L'industrie du porno a-t-elle plombé les chiffres du chômage aux Etats-Unis ?

ECONOMIE Le débat fait rage entre économistes...

Audrey Chauvet

— 

Sur le tournage d'un film pornographique à Berlin, en février 2004
Sur le tournage d'un film pornographique à Berlin, en février 2004 — GEILERT/SIPA

Lorsque les économistes ne s’écharpent pas sur les options sur swaps de taux ou sur le refinancement interbancaire, ils s’intéressent au porno. Officiellement, à l’impact de l’industrie pornographique sur les chiffres de l’emploi aux Etats-Unis.

L’arrêt du porno responsable de la débandade économique?

Début septembre, le Washington Post lançait un pavé dans le marasme économique: et si la chute du nombre d’emplois du mois d’août était liée à l’arrêt de la production cinématographique X durant une semaine, après la découverte de la séropositivité de l’actrice Cameron Bay? Cet arrêt brutal du porno aurait mis au chômage plus de 22.000 personnes dans les studios. Il n’en fallait pas plus au journaliste économique Jim Tankersley pour spéculer sur un rapport entre arrêt de l’activité pornographique et débandade économique.

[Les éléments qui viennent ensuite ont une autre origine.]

use anyhow::Result;
use chrono::{DateTime, Utc};
use serde::{Deserialize, Serialize};
use std::io::Write;

use crate::application::{VoucherFilter, VoucherService};
use crate::domain::Voucher;

/// Full dump of the voucher table.
#[derive(Debug, Clone, Serialize, Deserialize)]
pub struct VoucherSnapshot {
    pub version: String,
    pub exported_at: DateTime<Utc>,
    pub vouchers: Vec<Voucher>,
}

/// Exporter for writing vouchers out in various formats
pub struct Exporter<'a> {
    service: &'a VoucherService,
}

impl<'a> Exporter<'a> {
    pub fn new(service: &'a VoucherService) -> Self {
        Self { service }
    }

    /// Export vouchers to CSV format
    pub async fn export_vouchers_csv<W: Write>(
        &self,
        writer: W,
        filter: VoucherFilter,
    ) -> Result<usize> {
        let vouchers = self.service.list_vouchers(filter).await?;
        let mut csv_writer = csv::Writer::from_writer(writer);

        csv_writer.write_record(["id", "code", "discount", "used", "created_at", "used_at"])?;

        for voucher in &vouchers {
            csv_writer.write_record(&[
                voucher.id.to_string(),
                voucher.code.clone(),
                voucher.discount.to_string(),
                voucher.used.to_string(),
                voucher.created_at.to_rfc3339(),
                voucher
                    .used_at
                    .map(|dt| dt.to_rfc3339())
                    .unwrap_or_default(),
            ])?;
        }

        csv_writer.flush()?;
        Ok(vouchers.len())
    }

    /// Export vouchers as a JSON snapshot
    pub async fn export_vouchers_json<W: Write>(
        &self,
        mut writer: W,
        filter: VoucherFilter,
    ) -> Result<usize> {
        let vouchers = self.service.list_vouchers(filter).await?;
        let count = vouchers.len();

        let snapshot = VoucherSnapshot {
            version: env!("CARGO_PKG_VERSION").to_string(),
            exported_at: Utc::now(),
            vouchers,
        };

        serde_json::to_writer_pretty(&mut writer, &snapshot)?;
        writeln!(writer)?;
        Ok(count)
    }
}
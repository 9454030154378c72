use tracing_subscriber::{EnvFilter, fmt, prelude::*};

/// Install the global tracing subscriber.
///
/// `RUST_LOG` wins when set. Otherwise the crate logs at `debug` when
/// `verbose` is on and at `warn` when it is off. Output goes to stderr so
/// command output on stdout stays machine-readable.
pub fn init_logging(verbose: bool) {
    let default_filter = if verbose {
        "warn,vouchers=debug"
    } else {
        "warn"
    };

    let filter =
        EnvFilter::try_from_default_env().unwrap_or_else(|_| EnvFilter::new(default_filter));

    let stderr_layer = fmt::layer()
        .with_target(false)
        .with_writer(std::io::stderr);

    // A second init (e.g. from tests) is not an error worth surfacing.
    let _ = tracing_subscriber::registry()
        .with(filter)
        .with(stderr_layer)
        .try_init();
}
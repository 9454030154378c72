use std::sync::Arc;

use crate::domain::{ApplyResult, Cents, NewVoucher, Voucher, qualifies_for_discount};
use crate::storage::{SqliteVoucherStore, StoreError, VoucherStore};

use super::AppError;

/// Application service for creating and redeeming vouchers.
/// This is the primary interface for any client (CLI, API, tests).
pub struct VoucherService {
    store: Arc<dyn VoucherStore>,
}

/// Which vouchers `list_vouchers` returns.
#[derive(Debug, Clone, Copy, Default, PartialEq, Eq)]
pub enum VoucherFilter {
    #[default]
    All,
    Unused,
    Used,
}

impl VoucherFilter {
    fn matches(&self, voucher: &Voucher) -> bool {
        match self {
            VoucherFilter::All => true,
            VoucherFilter::Unused => !voucher.used,
            VoucherFilter::Used => voucher.used,
        }
    }
}

impl VoucherService {
    /// Create a new voucher service over the given store.
    pub fn new(store: Arc<dyn VoucherStore>) -> Self {
        Self { store }
    }

    /// Initialize a new database at the given path.
    pub async fn init(database_path: &str) -> Result<Self, AppError> {
        let db_url = format!("sqlite:{}?mode=rwc", database_path);
        let store = SqliteVoucherStore::init(&db_url).await?;
        Ok(Self::new(Arc::new(store)))
    }

    /// Connect to an existing database.
    pub async fn connect(database_path: &str) -> Result<Self, AppError> {
        let db_url = format!("sqlite:{}", database_path);
        let store = SqliteVoucherStore::connect(&db_url).await?;
        Ok(Self::new(Arc::new(store)))
    }

    /// Create a voucher. Fails with a conflict if the code is already taken.
    pub async fn create_voucher(&self, code: &str, discount: i64) -> Result<Voucher, AppError> {
        if code.is_empty() {
            return Err(AppError::BadRequest(
                "Voucher code must not be empty".to_string(),
            ));
        }

        if self.store.get_voucher_by_code(code).await?.is_some() {
            tracing::info!(code, "voucher code already exists");
            return Err(AppError::voucher_already_exists());
        }

        // The lookup above can race with another creator; the store's own
        // uniqueness check is the final word.
        let voucher = match self.store.create_voucher(&NewVoucher::new(code, discount)).await {
            Ok(voucher) => voucher,
            Err(err) if err.downcast_ref::<StoreError>().is_some() => {
                tracing::info!(code, "voucher code taken concurrently");
                return Err(AppError::voucher_already_exists());
            }
            Err(err) => return Err(err.into()),
        };

        tracing::info!(id = voucher.id, code, discount, "voucher created");
        Ok(voucher)
    }

    /// Apply a voucher to `amount`.
    ///
    /// Unknown codes, used vouchers and amounts at or below the threshold
    /// are not errors: the amount comes back unchanged with
    /// `applied == false`. Only storage failures return `Err`.
    pub async fn apply_voucher(&self, code: &str, amount: Cents) -> Result<ApplyResult, AppError> {
        let Some(voucher) = self.store.get_voucher_by_code(code).await? else {
            tracing::debug!(code, "no voucher for code");
            return Ok(ApplyResult::not_applied(amount, 0));
        };

        if voucher.used {
            tracing::debug!(code, "voucher already used");
            return Ok(ApplyResult::not_applied(amount, voucher.discount));
        }

        if !qualifies_for_discount(amount) {
            tracing::debug!(code, amount, "amount below discount threshold");
            return Ok(ApplyResult::not_applied(amount, voucher.discount));
        }

        match self.store.use_voucher(code).await? {
            Some(used) => {
                let result = ApplyResult::applied(amount, used.discount);
                tracing::info!(
                    code,
                    amount,
                    final_amount = result.final_amount,
                    "voucher applied"
                );
                Ok(result)
            }
            None => {
                // Someone else used it between our lookup and the update.
                tracing::info!(code, "voucher used concurrently");
                Ok(ApplyResult::not_applied(amount, voucher.discount))
            }
        }
    }

    /// Get a voucher by code.
    pub async fn get_voucher(&self, code: &str) -> Result<Voucher, AppError> {
        self.store
            .get_voucher_by_code(code)
            .await?
            .ok_or_else(|| AppError::NotFound(code.to_string()))
    }

    /// List vouchers, ordered by id.
    pub async fn list_vouchers(&self, filter: VoucherFilter) -> Result<Vec<Voucher>, AppError> {
        let vouchers = self.store.list_vouchers().await?;
        Ok(vouchers.into_iter().filter(|v| filter.matches(v)).collect())
    }
}
mod memory;
mod repository;

pub use memory::*;
pub use repository::*;

use anyhow::Result;
use async_trait::async_trait;
use thiserror::Error;

use crate::domain::{NewVoucher, Voucher};

/// SQL migration for initial schema
pub const MIGRATION_001_INITIAL: &str = include_str!("migrations/001_initial.sql");

/// Failures a store reports in a form callers can match on.
/// They travel inside the `anyhow::Error` chain; use `downcast_ref`.
#[derive(Error, Debug, Clone, PartialEq, Eq)]
pub enum StoreError {
    #[error("voucher code already stored: {0}")]
    DuplicateCode(String),
}

/// Durable keyed storage of vouchers.
///
/// `use_voucher` must be an atomic conditional update: it flips `used` from
/// `false` to `true` only if the row is still unused, and returns `None`
/// when the code is unknown or the voucher was already used. Two concurrent
/// calls for the same code never both return `Some`.
#[async_trait]
pub trait VoucherStore: Send + Sync {
    /// Look a voucher up by its exact (case-sensitive) code.
    async fn get_voucher_by_code(&self, code: &str) -> Result<Option<Voucher>>;

    /// Persist a new, unused voucher and return it with its assigned id.
    /// Fails with [`StoreError::DuplicateCode`] if the code is taken.
    async fn create_voucher(&self, voucher: &NewVoucher) -> Result<Voucher>;

    /// Mark the voucher as used, if it is still unused.
    async fn use_voucher(&self, code: &str) -> Result<Option<Voucher>>;

    /// All vouchers, ordered by id.
    async fn list_vouchers(&self) -> Result<Vec<Voucher>>;
}
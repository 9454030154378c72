pub mod application;
pub mod cli;
pub mod domain;
pub mod io;
pub mod logging;
pub mod storage;

pub use application::VoucherService;
pub use domain::*;
pub use storage::VoucherStore;
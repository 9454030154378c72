use anyhow::Result;
use clap::Parser;
use vouchers::cli::Cli;

#[tokio::main]
async fn main() -> Result<()> {
    let cli = Cli::parse();
    vouchers::logging::init_logging(cli.verbose);
    cli.run().await
}
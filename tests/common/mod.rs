// Allow dead_code because these helpers are used across different test files
// which are compiled separately
#![allow(dead_code)]

use std::sync::Arc;

use anyhow::Result;
use tempfile::TempDir;
use vouchers::application::VoucherService;
use vouchers::storage::InMemoryVoucherStore;

/// Helper to create a test service with a temporary database
pub async fn test_service() -> Result<(VoucherService, TempDir)> {
    let temp_dir = TempDir::new()?;
    let db_path = temp_dir.path().join("test.db");
    let service = VoucherService::init(db_path.to_str().unwrap()).await?;
    Ok((service, temp_dir))
}

/// Helper to create a service over an in-memory store
pub fn memory_service() -> VoucherService {
    VoucherService::new(Arc::new(InMemoryVoucherStore::new()))
}

/// Test fixture: a few vouchers with different discounts
pub struct StandardVouchers;

impl StandardVouchers {
    pub async fn create(service: &VoucherService) -> Result<()> {
        service.create_voucher("ABC123", 20).await?;
        service.create_voucher("WELCOME5", 5).await?;
        service.create_voucher("HALFOFF", 50).await?;
        Ok(())
    }
}
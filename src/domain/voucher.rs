use chrono::{DateTime, Utc};
use serde::{Deserialize, Serialize};

use super::Cents;

pub type VoucherId = i64;

/// Amounts must be strictly greater than this to qualify for a discount.
/// 10_000 cents = 100.00.
pub const MIN_AMOUNT_FOR_DISCOUNT: Cents = 10_000;

#[derive(Debug, Clone, PartialEq, Eq, Serialize, Deserialize)]
pub struct Voucher {
    pub id: VoucherId,
    pub code: String,
    /// Percentage taken off the amount. Not range checked.
    pub discount: i64,
    pub used: bool,
    pub created_at: DateTime<Utc>,
    pub used_at: Option<DateTime<Utc>>,
}

/// A voucher that has not been persisted yet. The store assigns the id.
#[derive(Debug, Clone)]
pub struct NewVoucher {
    pub code: String,
    pub discount: i64,
    pub created_at: DateTime<Utc>,
}

impl NewVoucher {
    pub fn new(code: impl Into<String>, discount: i64) -> Self {
        Self {
            code: code.into(),
            discount,
            created_at: Utc::now(),
        }
    }
}

/// Outcome of applying a voucher to an amount. Never persisted.
#[derive(Debug, Clone, Copy, PartialEq, Eq, Serialize, Deserialize)]
#[serde(rename_all = "camelCase")]
pub struct ApplyResult {
    pub amount: Cents,
    pub discount: i64,
    pub final_amount: Cents,
    pub applied: bool,
}

impl ApplyResult {
    /// The amount passes through untouched.
    pub fn not_applied(amount: Cents, discount: i64) -> Self {
        Self {
            amount,
            discount,
            final_amount: amount,
            applied: false,
        }
    }

    pub fn applied(amount: Cents, discount: i64) -> Self {
        Self {
            amount,
            discount,
            final_amount: discounted_amount(amount, discount),
            applied: true,
        }
    }

    /// How much was taken off.
    pub fn savings(&self) -> Cents {
        self.amount - self.final_amount
    }
}

/// Returns `true` if `amount` is large enough for a voucher to be applied.
pub fn qualifies_for_discount(amount: Cents) -> bool {
    amount > MIN_AMOUNT_FOR_DISCOUNT
}

/// `amount - amount * discount / 100`, with the deducted part truncated
/// toward zero to whole cents. Out-of-range discounts saturate at the
/// `Cents` bounds instead of wrapping.
pub fn discounted_amount(amount: Cents, discount: i64) -> Cents {
    let amount = i128::from(amount);
    let deducted = amount * i128::from(discount) / 100;
    let discounted = amount - deducted;
    Cents::try_from(discounted).unwrap_or(if discounted < 0 {
        Cents::MIN
    } else {
        Cents::MAX
    })
}
mod money;
mod voucher;

pub use money::*;
pub use voucher::*;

Mais les économistes purs et durs ont vite rectifié le tir. Ainsi, le magazine Business Insider précise que les emplois perdus entre le 21 et le 27 août, la semaine pendant laquelle les acteurs de films X ont tous subi des tests de VIH, n’ont pas été comptabilisés dans les statistiques du chômage d’août, qui considèrent comme «employé» toute personne étant en poste pendant une période incluant le 12 août. L’arrêt du travail dans l’industrie du X n’est donc pas à l’origine de la chute de la courbe de l’emploi.